By Greg Gelpi
The public will get its first opportunity to voice opinions on the Clayton County school budget during a public hearing tonight.
The tentative fiscal year 2006 budget as approved by the Clayton County Board of Education would pass on the 2 percent pay raise approved by the Georgia General Assembly for teachers, as well as awarding the 2 percent raise to all other school system employees. The tentative budget would not raise taxes.
The pay raise is one part of the option approved by the board of the five options that the board considered.
Clayton County schools Superintendent Barbara Pulliam and the school board's citizens advisory committee recommended the option tentatively adopted by the board.
Significant expenses in all five options include a $500,00 compensation study, $159,000 for a chief financial officer, $2.7 million for a state-mandated Georgia Performance Standards roll-out, $750,000 to establish a research and evaluation department, $2.3 million for the county's first charter school and $300,000 for additional school security.

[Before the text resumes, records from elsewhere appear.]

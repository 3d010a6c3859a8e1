//! Block-matching iterations on one pyramid level.
//!
//! The velocity field lives on the reference grid of the level. Every
//! iteration warps the images with the current field, matches blocks,
//! aggregates the block transforms into an update `u`, composes
//! `v <- v + u + ½[v, u]` and smooths `v`.

use burn::tensor::backend::Backend;
use tracing::{debug, info, warn};
use svfbm_core::filter::ResampleImageFilter;
use svfbm_core::image::{Image, ImageGeometry, VolumeBuffer};
use svfbm_core::interpolation::LinearInterpolator;
use svfbm_core::transform::{IdentityTransform, StationaryVelocityField, VectorField};
use crate::aggregator::{create_aggregator, Aggregator};
use crate::block::{BlockSampler, SampledBlocks};
use crate::cancel::CancellationToken;
use crate::config::{RegistrationConfig, SymmetryKind};
use crate::error::Result;
use crate::matcher::{BlockEstimate, BlockMatcher, MatchMode};
use crate::progress::ProgressSink;
use crate::validation::validate_field;

/// Result of one level.
#[derive(Debug, Clone)]
pub struct LevelOutcome<B: Backend> {
    pub velocity: StationaryVelocityField<B>,
    /// Iterations whose update was kept.
    pub iterations: usize,
    /// The last update fell below the minimal transform error.
    pub converged: bool,
    /// The run was aborted during this level.
    pub aborted: bool,
}

/// One kept iteration.
struct Step<B: Backend> {
    velocity: StationaryVelocityField<B>,
    update_norm: f64,
    matched: usize,
}

/// Strategies and parameters for one pyramid level.
pub struct LevelRegistration<'a> {
    level: usize,
    symmetry: SymmetryKind,
    max_iterations: usize,
    minimal_transform_error: f64,
    elastic_sigma: f64,
    sampler: BlockSampler,
    matcher: BlockMatcher,
    aggregator: Box<dyn Aggregator>,
    token: &'a CancellationToken,
    progress: &'a ProgressSink,
}

impl<'a> LevelRegistration<'a> {
    /// Scale the configuration to a level with the given mean voxel spacing.
    pub fn new(
        config: &RegistrationConfig,
        level: usize,
        mean_spacing: f64,
        token: &'a CancellationToken,
        progress: &'a ProgressSink,
    ) -> Self {
        let mut sampler = BlockSampler::new(
            config.block_size,
            config.block_spacing,
            config.variance_threshold(),
            config.percentage_kept,
        );
        if config.use_transformation_dam {
            sampler = sampler.with_dam(config.dam_distance * config.extrapolation_sigma);
        }

        Self {
            level,
            symmetry: config.symmetry,
            max_iterations: config.max_iterations,
            minimal_transform_error: config.minimal_transform_error,
            elastic_sigma: config.elastic_sigma * mean_spacing,
            sampler,
            matcher: BlockMatcher::from_config(config, mean_spacing),
            aggregator: create_aggregator(config, mean_spacing),
            token,
            progress,
        }
    }

    /// Refine `velocity` (on the grid of `reference`) against this level.
    pub fn run<B: Backend>(
        &self,
        reference: &Image<B, 3>,
        floating: &Image<B, 3>,
        velocity: StationaryVelocityField<B>,
    ) -> Result<LevelOutcome<B>> {
        let geometry = *reference.geometry();
        let reference_buffer = VolumeBuffer::from_image(reference)?;

        // Blocks are fixed for the level except in kissing mode, which samples
        // the half-way average every iteration.
        let forward_blocks = match self.symmetry {
            SymmetryKind::Kissing => SampledBlocks::default(),
            _ => self.sampler.sample(&reference_buffer),
        };
        let backward = match self.symmetry {
            SymmetryKind::Symmetric => {
                let floating_on_reference =
                    ResampleImageFilter::new(geometry, IdentityTransform, LinearInterpolator::new()).apply(floating)?;
                let buffer = VolumeBuffer::from_image(&floating_on_reference)?;
                let blocks = self.sampler.sample(&buffer);
                Some((buffer, blocks))
            }
            _ => None,
        };

        let blocks_available = match self.symmetry {
            SymmetryKind::Kissing => true,
            SymmetryKind::Asymmetric => !forward_blocks.is_empty(),
            SymmetryKind::Symmetric => {
                !forward_blocks.is_empty() || backward.as_ref().map_or(false, |(_, b)| !b.is_empty())
            }
        };
        if !blocks_available {
            warn!(level = self.level, "no block passed the variance threshold, level skipped");
            self.progress.skip(self.max_iterations);
            return Ok(LevelOutcome {
                velocity,
                iterations: 0,
                converged: false,
                aborted: false,
            });
        }
        info!(
            level = self.level,
            blocks = forward_blocks.len(),
            dams = forward_blocks.dam_count(),
            symmetry = ?self.symmetry,
            "level blocks sampled"
        );

        let mut velocity = velocity;
        let mut iterations = 0;
        let mut converged = false;
        for iteration in 1..=self.max_iterations {
            let step = match (self.symmetry, &backward) {
                (SymmetryKind::Symmetric, Some((floating_buffer, backward_blocks))) => self.symmetric_step(
                    (&reference_buffer, &forward_blocks),
                    (floating_buffer, backward_blocks),
                    reference,
                    floating,
                    &velocity,
                )?,
                (SymmetryKind::Kissing, _) => self.kissing_step(reference, floating, &velocity)?,
                _ => self.asymmetric_step(&reference_buffer, floating, &velocity, &forward_blocks)?,
            };
            // Aborted mid-iteration: the partial update is discarded.
            let Some(step) = step else {
                info!(level = self.level, iteration, "level aborted");
                return Ok(LevelOutcome {
                    velocity,
                    iterations,
                    converged: false,
                    aborted: true,
                });
            };

            velocity = step.velocity.smooth(self.elastic_sigma);
            validate_field(velocity.velocity(), "velocity field")?;
            iterations = iteration;
            self.progress
                .iteration_done(self.level, iteration, step.update_norm, step.matched);
            info!(
                level = self.level,
                iteration,
                update_norm = step.update_norm,
                matched = step.matched,
                "block-matching iteration done"
            );

            if step.update_norm < self.minimal_transform_error {
                converged = true;
                self.progress.skip(self.max_iterations - iteration);
                debug!(level = self.level, iteration, "level converged");
                break;
            }
        }

        Ok(LevelOutcome {
            velocity,
            iterations,
            converged,
            aborted: false,
        })
    }

    /// Reference blocks against `F ∘ exp(v)`.
    fn asymmetric_step<B: Backend>(
        &self,
        reference: &VolumeBuffer,
        floating: &Image<B, 3>,
        velocity: &StationaryVelocityField<B>,
        blocks: &SampledBlocks,
    ) -> Result<Option<Step<B>>> {
        let geometry = *reference.geometry();
        let moving = VolumeBuffer::from_image(&warp(floating, velocity, &geometry)?)?;
        let estimates = self
            .matcher
            .match_blocks(blocks, reference, &moving, MatchMode::Asymmetric, self.token);
        if self.token.is_cancelled() {
            return Ok(None);
        }
        let update = self.aggregate(&estimates, &geometry, velocity)?;
        Ok(Some(Step {
            update_norm: update.max_norm(),
            velocity: velocity.compose_update(&update)?,
            matched: estimates.len(),
        }))
    }

    /// Forward `R` against `F ∘ exp(v)` and backward `F` against
    /// `R ∘ exp(-v)`; the new field is `½ (BCH(v, u_f) - BCH(-v, u_b))`.
    fn symmetric_step<B: Backend>(
        &self,
        forward: (&VolumeBuffer, &SampledBlocks),
        backward: (&VolumeBuffer, &SampledBlocks),
        reference: &Image<B, 3>,
        floating: &Image<B, 3>,
        velocity: &StationaryVelocityField<B>,
    ) -> Result<Option<Step<B>>> {
        let geometry = *reference.geometry();
        let inverse = velocity.scale(-1.0);

        let forward_moving = VolumeBuffer::from_image(&warp(floating, velocity, &geometry)?)?;
        let forward_estimates =
            self.matcher
                .match_blocks(forward.1, forward.0, &forward_moving, MatchMode::Asymmetric, self.token);
        if self.token.is_cancelled() {
            return Ok(None);
        }
        let backward_moving = VolumeBuffer::from_image(&warp(reference, &inverse, &geometry)?)?;
        let backward_estimates =
            self.matcher
                .match_blocks(backward.1, backward.0, &backward_moving, MatchMode::Asymmetric, self.token);
        if self.token.is_cancelled() {
            return Ok(None);
        }

        let forward_update = self.aggregate(&forward_estimates, &geometry, velocity)?;
        let backward_update = self.aggregate(&backward_estimates, &geometry, velocity)?;
        let forward_field = velocity.compose_update(&forward_update)?;
        let backward_field = inverse.compose_update(&backward_update)?;
        let next = forward_field.velocity().sub(backward_field.velocity())?.scale(0.5);

        Ok(Some(Step {
            update_norm: forward_update.sub(&backward_update)?.scale(0.5).max_norm(),
            velocity: StationaryVelocityField::new(next),
            matched: forward_estimates.len() + backward_estimates.len(),
        }))
    }

    /// `R ∘ exp(-v)` against `F ∘ exp(v)` with blocks on their average; `v`
    /// is half of the full transformation.
    fn kissing_step<B: Backend>(
        &self,
        reference: &Image<B, 3>,
        floating: &Image<B, 3>,
        velocity: &StationaryVelocityField<B>,
    ) -> Result<Option<Step<B>>> {
        let geometry = *reference.geometry();
        let reference_half = VolumeBuffer::from_image(&warp(reference, &velocity.scale(-1.0), &geometry)?)?;
        let floating_half = VolumeBuffer::from_image(&warp(floating, velocity, &geometry)?)?;
        let blocks = self.sampler.sample(&reference_half.average(&floating_half)?);
        debug!(level = self.level, blocks = blocks.len(), "half-way blocks sampled");

        let estimates = self
            .matcher
            .match_blocks(&blocks, &reference_half, &floating_half, MatchMode::Kissing, self.token);
        if self.token.is_cancelled() {
            return Ok(None);
        }
        let update = self.aggregate(&estimates, &geometry, velocity)?;
        Ok(Some(Step {
            update_norm: update.max_norm(),
            velocity: velocity.compose_update(&update)?,
            matched: estimates.len(),
        }))
    }

    fn aggregate<B: Backend>(
        &self,
        estimates: &[BlockEstimate],
        geometry: &ImageGeometry<3>,
        like: &StationaryVelocityField<B>,
    ) -> Result<VectorField<B>> {
        let host = self.aggregator.fit(estimates, geometry)?;
        Ok(VectorField::from_host(&host, &like.velocity().device()))
    }
}

/// Resample `image` onto `geometry` through `exp(velocity)`.
pub fn warp<B: Backend>(
    image: &Image<B, 3>,
    velocity: &StationaryVelocityField<B>,
    geometry: &ImageGeometry<3>,
) -> Result<Image<B, 3>> {
    let filter = ResampleImageFilter::new(*geometry, velocity.exponential(), LinearInterpolator::new());
    Ok(filter.apply(image)?)
}

#[cfg(test)]
mod tests {
    use super::*;
    use burn_ndarray::NdArray;
    use crate::config::MetricKind;
    use crate::optimizer::SearchSpace;

    type B = NdArray<f32>;

    fn blob(size: [usize; 3], shift: f64) -> Image<B, 3> {
        let geometry = ImageGeometry::with_size(size).unwrap();
        let mut values = Vec::with_capacity(geometry.num_voxels());
        for z in 0..size[2] {
            for y in 0..size[1] {
                for x in 0..size[0] {
                    let xs = x as f64 - shift;
                    let v = 60.0 * (0.6 * xs).sin() * (0.5 * y as f64).cos() + 30.0 * (0.4 * z as f64).sin();
                    values.push(v as f32);
                }
            }
        }
        Image::from_vec(values, geometry, &Default::default()).unwrap()
    }

    fn config(symmetry: SymmetryKind) -> RegistrationConfig {
        RegistrationConfig::new()
            .with_symmetry(symmetry)
            .with_metric(MetricKind::MeanSquares)
            .with_stdev_threshold(1.0)
            .with_use_transformation_dam(false)
            .with_max_iterations(3)
    }

    #[test]
    fn test_identical_images_stop_after_one_iteration() {
        for symmetry in [SymmetryKind::Asymmetric, SymmetryKind::Symmetric, SymmetryKind::Kissing] {
            let image = blob([12, 12, 12], 0.0);
            let token = CancellationToken::new();
            let progress = ProgressSink::silent(3);
            let level = LevelRegistration::new(&config(symmetry), 0, 1.0, &token, &progress);
            let start = StationaryVelocityField::zeros(*image.geometry(), &Default::default());
            let outcome = level.run(&image, &image, start).unwrap();
            assert_eq!(outcome.iterations, 1, "{:?}", symmetry);
            assert!(outcome.converged);
            assert!(outcome.velocity.velocity().max_norm() < 1e-6);
            assert_eq!(progress.completed(), 3);
        }
    }

    #[test]
    fn test_translation_is_recovered() {
        let reference = blob([16, 16, 16], 0.0);
        let floating = blob([16, 16, 16], 1.0);
        let token = CancellationToken::new();
        let progress = ProgressSink::silent(5);
        let config = config(SymmetryKind::Asymmetric).with_max_iterations(5).with_elastic_sigma(1.0);
        let level = LevelRegistration::new(&config, 0, 1.0, &token, &progress);
        let start = StationaryVelocityField::zeros(*reference.geometry(), &Default::default());
        let outcome = level.run(&reference, &floating, start).unwrap();

        let host = outcome.velocity.velocity().to_host().unwrap();
        let center = (8 * 16 + 8) * 16 + 8;
        let v = host.get(center);
        assert!((v[0] - 1.0).abs() < 0.25, "{:?}", v);
        assert!(v[1].abs() < 0.25 && v[2].abs() < 0.25, "{:?}", v);
    }

    #[test]
    fn test_abort_keeps_incoming_field() {
        let image = blob([10, 10, 10], 0.0);
        let token = CancellationToken::new();
        token.cancel();
        let progress = ProgressSink::silent(3);
        let level = LevelRegistration::new(&config(SymmetryKind::Asymmetric), 0, 1.0, &token, &progress);
        let start = StationaryVelocityField::zeros(*image.geometry(), &Default::default());
        let outcome = level.run(&image, &blob([10, 10, 10], 1.0), start).unwrap();
        assert!(outcome.aborted);
        assert_eq!(outcome.iterations, 0);
        assert_eq!(outcome.velocity.velocity().max_norm(), 0.0);
        assert_eq!(progress.completed(), 0);
    }

    #[test]
    fn test_level_scaling() {
        let config = RegistrationConfig::new();
        let token = CancellationToken::new();
        let progress = ProgressSink::silent(1);
        let level = LevelRegistration::new(&config, 0, 2.0, &token, &progress);
        assert_eq!(level.elastic_sigma, 6.0);
        assert_eq!(level.sampler.dam_distance, 7.5);
        assert_eq!(level.matcher.space(), &SearchSpace::from_config(&config, config.transform, 2.0));
    }
}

All of the options considered call for saving the school system $4.3 million by cutting the instructional technology specialist position at each of the county's 55 schools.
The instructional technology specialists would be given the option of taking positions as classroom teachers.
Other significant savings in all five options include more than $270,000 by eliminating six central office secretaries, about $213,000 by eliminating two coordinators in Teaching and Learning, $5 million by more effectively using Title VIB funds and $2.1 million by using Special Purpose Local Option Sales Tax funds to cover laptop lease payments.
Other positions that would be cut by all five options are a custodian, two paraprofessionals in maintenance, a part-time position in Teaching and Learning and one training specialist.
Many of the positions offered up for elimination are currently vacant or soon to be vacated by retirements.
The short-term goal is a balanced budget, Chief Financial Officer Theresa McDugald said. The long-term goal is to set aside $28 million in reserves.
The budget process comes in the wake of the school system suffering a combined $41.8 million in state funding cuts from the past five years.
The public hearing will be at 7 p.m. in the Administrative Complex, 1058 Fifth Ave., Jonesboro.
A second public hearing is set for 7 p.m. May 23, and the final budget is tentatively slated to be adopted in June.